§ **Problem description**
Copy each line of the data below with the word "tracing".

(Data entries)

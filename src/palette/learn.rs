use crate::foundation::core::Rgb8;
use crate::foundation::error::{PalError, PalResult};
use crate::foundation::math::{Rng64, sample_distinct};
use crate::palette::kmeans::{ColorClusterer, KMeans};
use crate::palette::model::{MAX_PALETTE_LEN, Palette};
use crate::source::FrameSource;

/// Options for deriving a palette from the source video.
#[derive(Clone, Debug, PartialEq, Eq, serde::Serialize, serde::Deserialize)]
#[serde(default)]
pub struct LearnOpts {
    /// Requested palette size (clusters).
    pub colors: usize,
    /// Number of frames sampled from the source.
    pub sample_frames: u32,
    /// Width each sampled frame is reduced to before pooling.
    pub sample_width: u32,
    /// Height each sampled frame is reduced to before pooling.
    pub sample_height: u32,
    /// Sampling/clustering seed. `None` draws one from the clock (non-reproducible).
    pub seed: Option<u64>,
    /// k-means iteration cap.
    pub max_iterations: u32,
}

impl Default for LearnOpts {
    fn default() -> Self {
        Self {
            colors: 32,
            sample_frames: 100,
            sample_width: 64,
            sample_height: 36,
            seed: None,
            max_iterations: 50,
        }
    }
}

impl LearnOpts {
    /// Check option ranges.
    pub fn validate(&self) -> PalResult<()> {
        if self.colors == 0 {
            return Err(PalError::EmptyPalette);
        }
        if self.colors > MAX_PALETTE_LEN {
            return Err(PalError::PaletteTooLarge {
                len: self.colors,
                max: MAX_PALETTE_LEN,
            });
        }
        if self.sample_frames == 0 {
            return Err(PalError::validation("learned palette sample_frames must be >= 1"));
        }
        if self.sample_width == 0 || self.sample_height == 0 {
            return Err(PalError::validation(
                "learned palette sample resolution must be non-zero",
            ));
        }
        if self.max_iterations == 0 {
            return Err(PalError::validation("learned palette max_iterations must be >= 1"));
        }
        Ok(())
    }
}

/// Learn a palette with the default k-means clusterer.
pub fn learn_palette(source: &mut dyn FrameSource, opts: &LearnOpts) -> PalResult<Palette> {
    let kmeans = KMeans {
        max_iterations: opts.max_iterations,
    };
    learn_palette_with(source, opts, &kmeans)
}

/// Sample frames from `source`, pool their downsampled pixels and cluster them.
///
/// Frame positions are distinct and drawn uniformly; the result is deterministic for a fixed
/// `opts.seed`. Fails with [`PalError::InsufficientSamples`] when the source has fewer frames
/// than `opts.sample_frames` or the pool has fewer pixels than `opts.colors`.
#[tracing::instrument(skip(source, clusterer))]
pub fn learn_palette_with(
    source: &mut dyn FrameSource,
    opts: &LearnOpts,
    clusterer: &dyn ColorClusterer,
) -> PalResult<Palette> {
    opts.validate()?;

    let info = source.info();
    if info.frame_count < opts.sample_frames {
        return Err(PalError::InsufficientSamples {
            needed: u64::from(opts.sample_frames),
            available: u64::from(info.frame_count),
        });
    }

    let seed = match opts.seed {
        Some(seed) => seed,
        None => {
            let seed = Rng64::seed_from_clock();
            tracing::info!(seed, "no palette seed configured; drew one from the clock");
            seed
        }
    };
    let mut rng = Rng64::new(seed);

    let positions = sample_distinct(
        &mut rng,
        u64::from(info.frame_count),
        u64::from(opts.sample_frames),
    );

    let per_frame = opts.sample_width as usize * opts.sample_height as usize;
    let mut pool: Vec<Rgb8> = Vec::with_capacity(per_frame * positions.len());
    for pos in positions {
        let frame = source.sample_frame(pos as u32, opts.sample_width, opts.sample_height)?;
        pool.extend_from_slice(&frame.pixels);
    }
    tracing::debug!(pool = pool.len(), "collected palette samples");

    let centroids = clusterer.cluster(&pool, opts.colors, &mut rng)?;
    let palette = Palette::new(centroids)?;
    tracing::info!(
        requested = opts.colors,
        colors = palette.len(),
        seed,
        "learned palette"
    );
    Ok(palette)
}

#[cfg(test)]
#[path = "../../tests/unit/palette/learn.rs"]
mod tests;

§ **Task output**
#[tracing::instrument(skip(source, clusterer))]
            tracing::info!(seed, "no palette seed configured; drew one from the clock");
    tracing::debug!(pool = pool.len(), "collected palette samples");
    tracing::info!(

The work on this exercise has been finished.